Work to be completed.
Give only the number of lines in the records that include the string "refreshed".

Given data.
....

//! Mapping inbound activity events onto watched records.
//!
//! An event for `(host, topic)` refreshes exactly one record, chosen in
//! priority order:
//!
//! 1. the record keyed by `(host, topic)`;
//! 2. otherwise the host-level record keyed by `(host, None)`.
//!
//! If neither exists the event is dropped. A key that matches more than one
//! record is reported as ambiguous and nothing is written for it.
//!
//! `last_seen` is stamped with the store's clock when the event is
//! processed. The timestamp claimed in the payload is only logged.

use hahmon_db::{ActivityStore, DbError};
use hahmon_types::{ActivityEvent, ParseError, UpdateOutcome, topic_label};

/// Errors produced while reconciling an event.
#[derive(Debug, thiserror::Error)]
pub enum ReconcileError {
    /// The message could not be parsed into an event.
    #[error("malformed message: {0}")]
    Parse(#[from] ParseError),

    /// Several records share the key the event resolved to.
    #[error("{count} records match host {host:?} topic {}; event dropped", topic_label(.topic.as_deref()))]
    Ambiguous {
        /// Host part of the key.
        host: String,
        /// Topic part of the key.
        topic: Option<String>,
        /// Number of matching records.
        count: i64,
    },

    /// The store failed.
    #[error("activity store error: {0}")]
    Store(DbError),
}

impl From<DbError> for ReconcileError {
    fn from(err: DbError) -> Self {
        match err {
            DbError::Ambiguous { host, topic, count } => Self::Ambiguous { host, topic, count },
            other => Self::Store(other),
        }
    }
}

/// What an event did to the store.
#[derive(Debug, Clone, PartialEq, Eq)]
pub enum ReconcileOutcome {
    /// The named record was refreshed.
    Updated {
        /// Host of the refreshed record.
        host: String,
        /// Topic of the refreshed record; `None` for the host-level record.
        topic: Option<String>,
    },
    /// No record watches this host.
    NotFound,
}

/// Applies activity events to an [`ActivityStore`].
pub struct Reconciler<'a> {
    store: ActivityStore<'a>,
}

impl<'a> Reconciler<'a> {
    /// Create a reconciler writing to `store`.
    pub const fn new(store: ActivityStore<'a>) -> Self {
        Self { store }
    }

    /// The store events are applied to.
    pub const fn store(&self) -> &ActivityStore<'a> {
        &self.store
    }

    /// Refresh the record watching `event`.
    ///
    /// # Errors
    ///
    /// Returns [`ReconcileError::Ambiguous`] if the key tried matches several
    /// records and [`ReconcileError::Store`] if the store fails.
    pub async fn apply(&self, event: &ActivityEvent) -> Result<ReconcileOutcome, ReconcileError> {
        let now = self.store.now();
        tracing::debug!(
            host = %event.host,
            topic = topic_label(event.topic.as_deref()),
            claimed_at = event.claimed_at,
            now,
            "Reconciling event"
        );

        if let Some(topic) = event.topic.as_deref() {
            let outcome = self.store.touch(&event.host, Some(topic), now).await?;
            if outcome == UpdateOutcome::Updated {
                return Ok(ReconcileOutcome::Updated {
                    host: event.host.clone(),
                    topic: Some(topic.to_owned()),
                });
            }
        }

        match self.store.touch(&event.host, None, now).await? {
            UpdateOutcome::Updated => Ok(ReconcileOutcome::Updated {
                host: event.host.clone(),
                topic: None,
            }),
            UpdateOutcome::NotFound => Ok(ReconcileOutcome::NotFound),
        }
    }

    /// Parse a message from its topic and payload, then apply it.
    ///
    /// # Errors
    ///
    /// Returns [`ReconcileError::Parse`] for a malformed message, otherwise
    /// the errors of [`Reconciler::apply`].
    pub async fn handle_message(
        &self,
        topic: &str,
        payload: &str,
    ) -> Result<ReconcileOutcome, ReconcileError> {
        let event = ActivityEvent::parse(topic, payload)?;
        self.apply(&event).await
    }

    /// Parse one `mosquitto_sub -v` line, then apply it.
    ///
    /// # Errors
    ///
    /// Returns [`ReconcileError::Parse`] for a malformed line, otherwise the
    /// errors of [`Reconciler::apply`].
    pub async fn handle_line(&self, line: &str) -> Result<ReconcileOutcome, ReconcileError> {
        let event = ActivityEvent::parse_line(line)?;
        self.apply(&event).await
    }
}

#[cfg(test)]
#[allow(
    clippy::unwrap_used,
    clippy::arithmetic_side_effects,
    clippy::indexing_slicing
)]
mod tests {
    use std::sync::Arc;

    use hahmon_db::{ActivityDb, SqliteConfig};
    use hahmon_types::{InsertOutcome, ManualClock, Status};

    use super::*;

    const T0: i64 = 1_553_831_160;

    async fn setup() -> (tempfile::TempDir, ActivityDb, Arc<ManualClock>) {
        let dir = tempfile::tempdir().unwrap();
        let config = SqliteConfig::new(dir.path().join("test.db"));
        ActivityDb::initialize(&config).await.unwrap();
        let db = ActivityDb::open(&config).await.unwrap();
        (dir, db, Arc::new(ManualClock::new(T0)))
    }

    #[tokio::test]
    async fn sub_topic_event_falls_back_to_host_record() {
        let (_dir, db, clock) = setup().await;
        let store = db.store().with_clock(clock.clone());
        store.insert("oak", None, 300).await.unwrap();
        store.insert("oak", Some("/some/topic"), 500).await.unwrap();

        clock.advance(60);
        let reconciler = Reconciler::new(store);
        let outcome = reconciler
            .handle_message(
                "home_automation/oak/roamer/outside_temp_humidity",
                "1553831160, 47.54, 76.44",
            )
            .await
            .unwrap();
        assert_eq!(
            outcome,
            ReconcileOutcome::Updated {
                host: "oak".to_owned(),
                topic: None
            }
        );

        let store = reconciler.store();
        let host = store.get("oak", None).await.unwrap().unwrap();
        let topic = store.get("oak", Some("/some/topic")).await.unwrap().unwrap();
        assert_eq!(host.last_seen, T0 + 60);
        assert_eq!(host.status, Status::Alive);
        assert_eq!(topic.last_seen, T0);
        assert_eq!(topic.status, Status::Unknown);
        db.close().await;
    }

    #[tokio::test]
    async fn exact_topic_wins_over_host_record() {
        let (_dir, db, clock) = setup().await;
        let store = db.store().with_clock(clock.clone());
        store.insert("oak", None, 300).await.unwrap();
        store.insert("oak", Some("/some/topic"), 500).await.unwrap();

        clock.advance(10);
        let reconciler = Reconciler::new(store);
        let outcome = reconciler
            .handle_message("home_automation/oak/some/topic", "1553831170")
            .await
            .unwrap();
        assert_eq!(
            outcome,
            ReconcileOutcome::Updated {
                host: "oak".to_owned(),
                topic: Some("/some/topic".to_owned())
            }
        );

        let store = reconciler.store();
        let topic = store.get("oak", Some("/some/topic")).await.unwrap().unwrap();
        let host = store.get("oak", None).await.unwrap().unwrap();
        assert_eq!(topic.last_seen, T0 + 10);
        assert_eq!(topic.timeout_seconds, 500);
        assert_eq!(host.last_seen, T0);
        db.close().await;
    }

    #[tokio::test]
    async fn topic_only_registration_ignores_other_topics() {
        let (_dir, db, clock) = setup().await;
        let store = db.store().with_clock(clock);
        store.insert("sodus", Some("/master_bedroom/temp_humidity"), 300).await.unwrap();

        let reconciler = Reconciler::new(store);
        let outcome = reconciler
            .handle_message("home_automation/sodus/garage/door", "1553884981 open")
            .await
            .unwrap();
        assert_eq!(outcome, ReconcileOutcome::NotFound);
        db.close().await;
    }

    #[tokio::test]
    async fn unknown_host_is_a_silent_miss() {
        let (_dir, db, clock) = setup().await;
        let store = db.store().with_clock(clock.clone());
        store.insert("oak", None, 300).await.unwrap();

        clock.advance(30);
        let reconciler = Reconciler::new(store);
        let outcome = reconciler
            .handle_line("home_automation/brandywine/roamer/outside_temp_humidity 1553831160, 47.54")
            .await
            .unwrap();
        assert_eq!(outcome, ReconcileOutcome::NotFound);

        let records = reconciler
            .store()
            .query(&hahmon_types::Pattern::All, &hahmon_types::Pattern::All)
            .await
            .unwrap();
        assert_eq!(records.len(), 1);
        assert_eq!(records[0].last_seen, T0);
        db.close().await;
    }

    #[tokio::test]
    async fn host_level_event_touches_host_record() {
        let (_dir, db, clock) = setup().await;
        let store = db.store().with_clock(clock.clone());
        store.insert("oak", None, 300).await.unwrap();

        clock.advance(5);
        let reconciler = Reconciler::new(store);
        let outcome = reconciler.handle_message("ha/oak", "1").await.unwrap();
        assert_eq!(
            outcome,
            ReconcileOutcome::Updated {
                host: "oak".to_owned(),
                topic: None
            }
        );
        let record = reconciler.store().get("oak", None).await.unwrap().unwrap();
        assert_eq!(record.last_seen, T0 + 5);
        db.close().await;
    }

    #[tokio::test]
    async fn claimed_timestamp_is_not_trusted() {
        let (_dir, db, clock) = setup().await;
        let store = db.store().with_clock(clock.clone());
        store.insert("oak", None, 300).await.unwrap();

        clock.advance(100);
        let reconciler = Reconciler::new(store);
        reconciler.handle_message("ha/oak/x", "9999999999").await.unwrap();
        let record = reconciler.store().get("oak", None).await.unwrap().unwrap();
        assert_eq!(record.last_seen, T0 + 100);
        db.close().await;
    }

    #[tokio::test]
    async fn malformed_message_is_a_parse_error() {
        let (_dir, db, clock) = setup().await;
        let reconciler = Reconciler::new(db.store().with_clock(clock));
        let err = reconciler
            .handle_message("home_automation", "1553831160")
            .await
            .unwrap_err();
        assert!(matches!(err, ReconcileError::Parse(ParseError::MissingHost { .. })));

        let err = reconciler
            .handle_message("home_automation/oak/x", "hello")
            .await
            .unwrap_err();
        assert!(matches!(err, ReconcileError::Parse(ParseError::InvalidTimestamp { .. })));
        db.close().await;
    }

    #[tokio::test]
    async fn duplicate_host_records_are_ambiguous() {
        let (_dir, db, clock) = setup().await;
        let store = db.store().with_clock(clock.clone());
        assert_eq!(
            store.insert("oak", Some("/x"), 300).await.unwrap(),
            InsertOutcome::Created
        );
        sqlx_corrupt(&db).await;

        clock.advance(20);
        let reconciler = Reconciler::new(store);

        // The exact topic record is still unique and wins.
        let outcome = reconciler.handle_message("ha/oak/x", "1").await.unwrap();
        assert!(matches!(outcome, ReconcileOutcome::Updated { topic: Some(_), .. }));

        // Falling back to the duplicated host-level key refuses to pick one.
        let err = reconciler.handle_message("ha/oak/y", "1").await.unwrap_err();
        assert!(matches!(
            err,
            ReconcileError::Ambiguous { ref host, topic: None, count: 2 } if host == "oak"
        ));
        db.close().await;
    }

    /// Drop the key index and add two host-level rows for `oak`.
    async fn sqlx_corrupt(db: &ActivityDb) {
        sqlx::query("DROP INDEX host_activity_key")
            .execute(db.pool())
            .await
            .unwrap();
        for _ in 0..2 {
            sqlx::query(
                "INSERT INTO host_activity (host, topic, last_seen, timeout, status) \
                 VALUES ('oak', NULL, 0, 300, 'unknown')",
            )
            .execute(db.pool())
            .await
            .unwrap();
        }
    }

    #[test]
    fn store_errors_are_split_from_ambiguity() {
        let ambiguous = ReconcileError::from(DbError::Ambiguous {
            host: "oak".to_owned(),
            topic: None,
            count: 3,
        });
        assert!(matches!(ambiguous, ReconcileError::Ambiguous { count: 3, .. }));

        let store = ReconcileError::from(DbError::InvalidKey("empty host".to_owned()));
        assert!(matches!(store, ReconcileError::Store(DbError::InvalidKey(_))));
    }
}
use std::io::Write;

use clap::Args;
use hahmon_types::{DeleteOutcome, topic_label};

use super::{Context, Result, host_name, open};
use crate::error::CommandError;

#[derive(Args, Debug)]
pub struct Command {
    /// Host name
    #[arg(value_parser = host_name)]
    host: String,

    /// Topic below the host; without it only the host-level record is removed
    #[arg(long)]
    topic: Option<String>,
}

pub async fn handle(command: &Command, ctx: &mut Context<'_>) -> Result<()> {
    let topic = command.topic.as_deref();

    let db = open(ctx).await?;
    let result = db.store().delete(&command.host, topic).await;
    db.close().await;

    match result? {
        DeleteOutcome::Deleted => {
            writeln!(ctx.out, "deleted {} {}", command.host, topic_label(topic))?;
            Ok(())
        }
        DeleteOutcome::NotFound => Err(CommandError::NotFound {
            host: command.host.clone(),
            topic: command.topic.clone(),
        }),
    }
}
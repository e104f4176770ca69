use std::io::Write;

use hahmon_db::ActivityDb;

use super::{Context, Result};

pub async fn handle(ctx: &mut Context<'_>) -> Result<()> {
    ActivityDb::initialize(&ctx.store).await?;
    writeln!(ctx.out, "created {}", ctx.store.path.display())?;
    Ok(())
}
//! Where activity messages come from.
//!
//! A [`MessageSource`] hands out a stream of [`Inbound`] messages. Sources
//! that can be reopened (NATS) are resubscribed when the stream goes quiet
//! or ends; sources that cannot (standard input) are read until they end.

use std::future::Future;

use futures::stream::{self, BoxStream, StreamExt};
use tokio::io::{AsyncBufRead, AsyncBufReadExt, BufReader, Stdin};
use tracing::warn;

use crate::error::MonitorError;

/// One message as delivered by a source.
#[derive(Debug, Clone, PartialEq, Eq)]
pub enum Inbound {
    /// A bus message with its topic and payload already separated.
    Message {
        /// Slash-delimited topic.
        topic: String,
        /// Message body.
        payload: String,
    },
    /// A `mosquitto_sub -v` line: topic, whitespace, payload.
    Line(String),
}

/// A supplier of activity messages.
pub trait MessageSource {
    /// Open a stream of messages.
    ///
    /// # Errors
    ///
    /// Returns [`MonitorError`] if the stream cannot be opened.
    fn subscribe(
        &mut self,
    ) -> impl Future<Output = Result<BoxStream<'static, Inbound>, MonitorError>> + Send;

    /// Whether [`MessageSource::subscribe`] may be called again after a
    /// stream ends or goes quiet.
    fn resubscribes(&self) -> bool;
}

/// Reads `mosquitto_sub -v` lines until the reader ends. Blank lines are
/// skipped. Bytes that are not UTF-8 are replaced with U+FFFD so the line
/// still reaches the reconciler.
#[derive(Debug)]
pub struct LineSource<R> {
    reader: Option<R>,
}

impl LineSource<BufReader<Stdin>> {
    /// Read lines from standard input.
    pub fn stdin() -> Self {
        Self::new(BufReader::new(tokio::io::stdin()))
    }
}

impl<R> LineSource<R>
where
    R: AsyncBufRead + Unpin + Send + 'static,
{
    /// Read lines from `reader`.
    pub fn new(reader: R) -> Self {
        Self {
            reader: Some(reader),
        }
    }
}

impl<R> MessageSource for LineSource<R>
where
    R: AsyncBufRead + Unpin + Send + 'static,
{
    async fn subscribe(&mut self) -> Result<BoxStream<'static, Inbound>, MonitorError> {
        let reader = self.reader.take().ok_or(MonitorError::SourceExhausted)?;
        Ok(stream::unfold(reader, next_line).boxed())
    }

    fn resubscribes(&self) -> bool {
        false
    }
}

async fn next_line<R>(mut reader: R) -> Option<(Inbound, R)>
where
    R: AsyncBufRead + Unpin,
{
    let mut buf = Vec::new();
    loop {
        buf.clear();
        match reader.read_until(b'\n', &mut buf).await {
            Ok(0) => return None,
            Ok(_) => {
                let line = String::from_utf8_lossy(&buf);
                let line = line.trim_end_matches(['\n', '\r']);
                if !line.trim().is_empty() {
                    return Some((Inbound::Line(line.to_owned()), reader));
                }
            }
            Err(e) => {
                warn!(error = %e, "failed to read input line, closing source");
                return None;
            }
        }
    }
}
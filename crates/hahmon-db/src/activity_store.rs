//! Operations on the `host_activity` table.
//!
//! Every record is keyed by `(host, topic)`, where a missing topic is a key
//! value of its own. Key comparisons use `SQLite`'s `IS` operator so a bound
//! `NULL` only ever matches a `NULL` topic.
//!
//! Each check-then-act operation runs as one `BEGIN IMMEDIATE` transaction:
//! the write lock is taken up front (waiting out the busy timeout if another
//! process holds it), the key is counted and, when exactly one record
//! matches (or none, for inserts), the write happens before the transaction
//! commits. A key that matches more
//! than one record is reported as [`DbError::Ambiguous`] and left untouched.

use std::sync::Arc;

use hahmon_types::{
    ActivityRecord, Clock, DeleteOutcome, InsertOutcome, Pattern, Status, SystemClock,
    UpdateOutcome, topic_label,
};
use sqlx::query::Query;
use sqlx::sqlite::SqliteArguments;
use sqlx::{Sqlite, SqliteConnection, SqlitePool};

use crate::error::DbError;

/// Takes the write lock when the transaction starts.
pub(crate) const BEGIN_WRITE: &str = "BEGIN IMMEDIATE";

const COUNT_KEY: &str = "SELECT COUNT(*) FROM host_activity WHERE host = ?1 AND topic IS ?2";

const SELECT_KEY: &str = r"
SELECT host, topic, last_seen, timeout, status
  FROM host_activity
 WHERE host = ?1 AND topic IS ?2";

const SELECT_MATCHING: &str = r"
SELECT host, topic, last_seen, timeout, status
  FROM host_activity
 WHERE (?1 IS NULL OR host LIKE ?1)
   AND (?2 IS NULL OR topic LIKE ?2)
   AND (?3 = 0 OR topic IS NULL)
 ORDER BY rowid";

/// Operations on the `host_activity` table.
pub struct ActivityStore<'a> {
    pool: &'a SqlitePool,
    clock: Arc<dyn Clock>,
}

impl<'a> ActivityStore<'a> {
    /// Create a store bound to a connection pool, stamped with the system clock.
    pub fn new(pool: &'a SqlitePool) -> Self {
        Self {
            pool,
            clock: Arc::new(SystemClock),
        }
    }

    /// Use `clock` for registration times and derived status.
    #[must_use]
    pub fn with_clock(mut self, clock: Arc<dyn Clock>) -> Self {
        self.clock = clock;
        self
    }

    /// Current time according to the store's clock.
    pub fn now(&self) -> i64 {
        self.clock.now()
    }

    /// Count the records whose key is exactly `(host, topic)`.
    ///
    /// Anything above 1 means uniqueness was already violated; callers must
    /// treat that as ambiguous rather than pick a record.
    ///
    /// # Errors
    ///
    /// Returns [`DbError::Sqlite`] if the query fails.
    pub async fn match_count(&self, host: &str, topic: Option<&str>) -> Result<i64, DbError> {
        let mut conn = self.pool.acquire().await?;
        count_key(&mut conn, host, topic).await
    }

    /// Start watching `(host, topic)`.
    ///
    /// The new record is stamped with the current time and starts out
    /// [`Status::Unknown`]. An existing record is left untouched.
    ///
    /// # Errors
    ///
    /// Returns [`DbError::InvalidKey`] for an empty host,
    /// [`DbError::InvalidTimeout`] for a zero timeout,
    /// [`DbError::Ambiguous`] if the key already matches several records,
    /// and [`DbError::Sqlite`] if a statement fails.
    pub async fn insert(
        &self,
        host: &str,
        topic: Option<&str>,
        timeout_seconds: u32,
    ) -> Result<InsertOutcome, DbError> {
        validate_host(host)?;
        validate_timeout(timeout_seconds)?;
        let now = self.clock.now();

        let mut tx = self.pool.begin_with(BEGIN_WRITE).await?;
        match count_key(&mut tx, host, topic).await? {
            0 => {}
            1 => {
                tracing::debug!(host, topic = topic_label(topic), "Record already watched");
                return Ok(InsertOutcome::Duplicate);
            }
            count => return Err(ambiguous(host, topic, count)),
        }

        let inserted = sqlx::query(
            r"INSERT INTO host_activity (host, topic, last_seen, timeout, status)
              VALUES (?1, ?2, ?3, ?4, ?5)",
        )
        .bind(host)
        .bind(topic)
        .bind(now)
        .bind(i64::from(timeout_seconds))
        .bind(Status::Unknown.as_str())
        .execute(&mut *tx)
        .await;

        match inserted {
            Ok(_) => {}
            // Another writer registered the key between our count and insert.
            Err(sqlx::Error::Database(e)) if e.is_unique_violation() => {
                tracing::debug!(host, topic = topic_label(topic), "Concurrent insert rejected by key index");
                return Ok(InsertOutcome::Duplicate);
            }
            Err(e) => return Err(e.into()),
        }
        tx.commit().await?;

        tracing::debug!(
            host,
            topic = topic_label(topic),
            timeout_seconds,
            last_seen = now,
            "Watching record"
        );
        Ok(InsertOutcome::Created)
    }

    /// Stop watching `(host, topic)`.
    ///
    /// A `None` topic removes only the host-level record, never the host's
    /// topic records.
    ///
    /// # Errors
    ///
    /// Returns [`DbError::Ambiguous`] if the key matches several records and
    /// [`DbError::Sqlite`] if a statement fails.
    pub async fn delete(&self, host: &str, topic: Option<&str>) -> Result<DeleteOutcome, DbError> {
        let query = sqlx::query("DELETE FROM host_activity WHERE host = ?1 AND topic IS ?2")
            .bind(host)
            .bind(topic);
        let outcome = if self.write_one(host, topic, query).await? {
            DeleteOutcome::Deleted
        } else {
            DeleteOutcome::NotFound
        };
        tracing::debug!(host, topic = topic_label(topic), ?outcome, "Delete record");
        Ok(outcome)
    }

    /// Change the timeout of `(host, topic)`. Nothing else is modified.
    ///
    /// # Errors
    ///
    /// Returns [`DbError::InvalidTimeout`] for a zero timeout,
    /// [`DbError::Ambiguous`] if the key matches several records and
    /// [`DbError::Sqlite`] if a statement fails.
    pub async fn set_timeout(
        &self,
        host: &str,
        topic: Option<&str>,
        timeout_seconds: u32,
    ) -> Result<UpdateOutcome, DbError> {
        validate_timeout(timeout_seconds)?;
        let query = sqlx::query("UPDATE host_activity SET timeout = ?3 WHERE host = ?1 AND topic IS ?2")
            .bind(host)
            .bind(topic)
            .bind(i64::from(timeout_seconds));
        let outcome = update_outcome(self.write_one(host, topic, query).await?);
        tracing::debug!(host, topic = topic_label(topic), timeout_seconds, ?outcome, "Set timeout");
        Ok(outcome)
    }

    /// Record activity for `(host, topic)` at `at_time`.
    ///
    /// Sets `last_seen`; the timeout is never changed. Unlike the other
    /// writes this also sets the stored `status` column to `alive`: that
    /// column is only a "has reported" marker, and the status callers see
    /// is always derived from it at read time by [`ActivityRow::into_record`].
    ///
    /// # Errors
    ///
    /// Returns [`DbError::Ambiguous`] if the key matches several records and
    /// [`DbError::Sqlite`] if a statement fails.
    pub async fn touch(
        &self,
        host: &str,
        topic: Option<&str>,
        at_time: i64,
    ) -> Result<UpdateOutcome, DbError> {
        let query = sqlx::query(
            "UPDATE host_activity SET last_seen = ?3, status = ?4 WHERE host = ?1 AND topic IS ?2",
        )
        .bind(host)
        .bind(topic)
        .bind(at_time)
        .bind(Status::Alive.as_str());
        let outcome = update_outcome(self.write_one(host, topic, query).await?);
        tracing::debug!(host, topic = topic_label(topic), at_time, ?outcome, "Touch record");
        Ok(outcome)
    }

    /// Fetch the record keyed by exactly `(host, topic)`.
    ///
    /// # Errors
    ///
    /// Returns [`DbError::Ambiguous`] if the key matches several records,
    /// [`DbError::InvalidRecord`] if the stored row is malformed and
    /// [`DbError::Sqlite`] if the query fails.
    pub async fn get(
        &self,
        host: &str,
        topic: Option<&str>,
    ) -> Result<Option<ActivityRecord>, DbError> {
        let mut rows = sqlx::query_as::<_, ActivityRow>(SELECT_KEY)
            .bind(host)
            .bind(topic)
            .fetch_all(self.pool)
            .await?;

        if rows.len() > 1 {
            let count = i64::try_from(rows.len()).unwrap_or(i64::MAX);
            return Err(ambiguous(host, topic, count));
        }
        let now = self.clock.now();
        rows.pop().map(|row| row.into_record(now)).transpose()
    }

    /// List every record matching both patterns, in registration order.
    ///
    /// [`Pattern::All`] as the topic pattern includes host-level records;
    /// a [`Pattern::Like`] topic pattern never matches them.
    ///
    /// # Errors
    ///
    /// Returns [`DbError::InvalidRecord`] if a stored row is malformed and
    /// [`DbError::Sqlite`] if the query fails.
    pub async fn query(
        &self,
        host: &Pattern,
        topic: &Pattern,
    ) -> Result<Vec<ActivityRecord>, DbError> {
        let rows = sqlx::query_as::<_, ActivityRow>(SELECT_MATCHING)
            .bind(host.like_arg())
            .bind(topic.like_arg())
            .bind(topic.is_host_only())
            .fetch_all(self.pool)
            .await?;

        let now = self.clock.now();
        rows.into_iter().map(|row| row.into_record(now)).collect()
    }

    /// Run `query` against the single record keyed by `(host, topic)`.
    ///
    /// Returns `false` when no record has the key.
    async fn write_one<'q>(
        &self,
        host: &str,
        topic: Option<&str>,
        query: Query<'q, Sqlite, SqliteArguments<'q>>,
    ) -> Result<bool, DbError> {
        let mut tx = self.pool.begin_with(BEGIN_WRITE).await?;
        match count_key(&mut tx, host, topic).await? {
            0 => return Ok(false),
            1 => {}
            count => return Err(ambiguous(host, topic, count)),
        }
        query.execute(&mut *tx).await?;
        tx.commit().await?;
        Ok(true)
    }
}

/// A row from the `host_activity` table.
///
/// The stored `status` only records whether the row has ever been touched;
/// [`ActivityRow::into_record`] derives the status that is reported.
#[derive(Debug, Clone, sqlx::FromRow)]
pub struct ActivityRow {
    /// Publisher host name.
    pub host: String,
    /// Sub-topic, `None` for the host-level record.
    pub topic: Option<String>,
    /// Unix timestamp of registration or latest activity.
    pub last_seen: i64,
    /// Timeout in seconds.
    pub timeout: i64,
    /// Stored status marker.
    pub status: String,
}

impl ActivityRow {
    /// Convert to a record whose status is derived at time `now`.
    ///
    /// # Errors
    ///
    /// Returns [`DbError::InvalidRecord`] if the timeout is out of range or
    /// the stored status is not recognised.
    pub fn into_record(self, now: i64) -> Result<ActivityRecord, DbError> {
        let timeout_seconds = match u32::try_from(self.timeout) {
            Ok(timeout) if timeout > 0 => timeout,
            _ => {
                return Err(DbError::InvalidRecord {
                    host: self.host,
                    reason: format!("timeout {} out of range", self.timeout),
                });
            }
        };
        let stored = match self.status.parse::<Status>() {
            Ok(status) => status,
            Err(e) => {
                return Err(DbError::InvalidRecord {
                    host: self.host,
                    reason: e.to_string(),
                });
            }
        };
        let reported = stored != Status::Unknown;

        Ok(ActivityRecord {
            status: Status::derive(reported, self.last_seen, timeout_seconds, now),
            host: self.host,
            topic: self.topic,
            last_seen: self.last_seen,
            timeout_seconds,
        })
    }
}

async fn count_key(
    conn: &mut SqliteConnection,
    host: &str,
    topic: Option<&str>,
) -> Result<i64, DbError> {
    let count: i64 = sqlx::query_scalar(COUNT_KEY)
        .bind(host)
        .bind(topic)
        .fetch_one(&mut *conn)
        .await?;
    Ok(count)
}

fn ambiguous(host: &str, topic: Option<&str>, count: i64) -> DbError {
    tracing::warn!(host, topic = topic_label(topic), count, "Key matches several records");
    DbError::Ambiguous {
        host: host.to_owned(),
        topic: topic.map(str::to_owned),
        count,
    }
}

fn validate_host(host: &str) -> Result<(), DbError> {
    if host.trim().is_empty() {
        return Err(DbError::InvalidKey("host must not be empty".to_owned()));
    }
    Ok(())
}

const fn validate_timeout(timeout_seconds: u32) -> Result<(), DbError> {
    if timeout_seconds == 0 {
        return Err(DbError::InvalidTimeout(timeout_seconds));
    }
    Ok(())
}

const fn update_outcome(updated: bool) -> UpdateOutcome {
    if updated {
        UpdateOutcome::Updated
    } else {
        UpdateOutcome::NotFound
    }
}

....

Response to this task.
3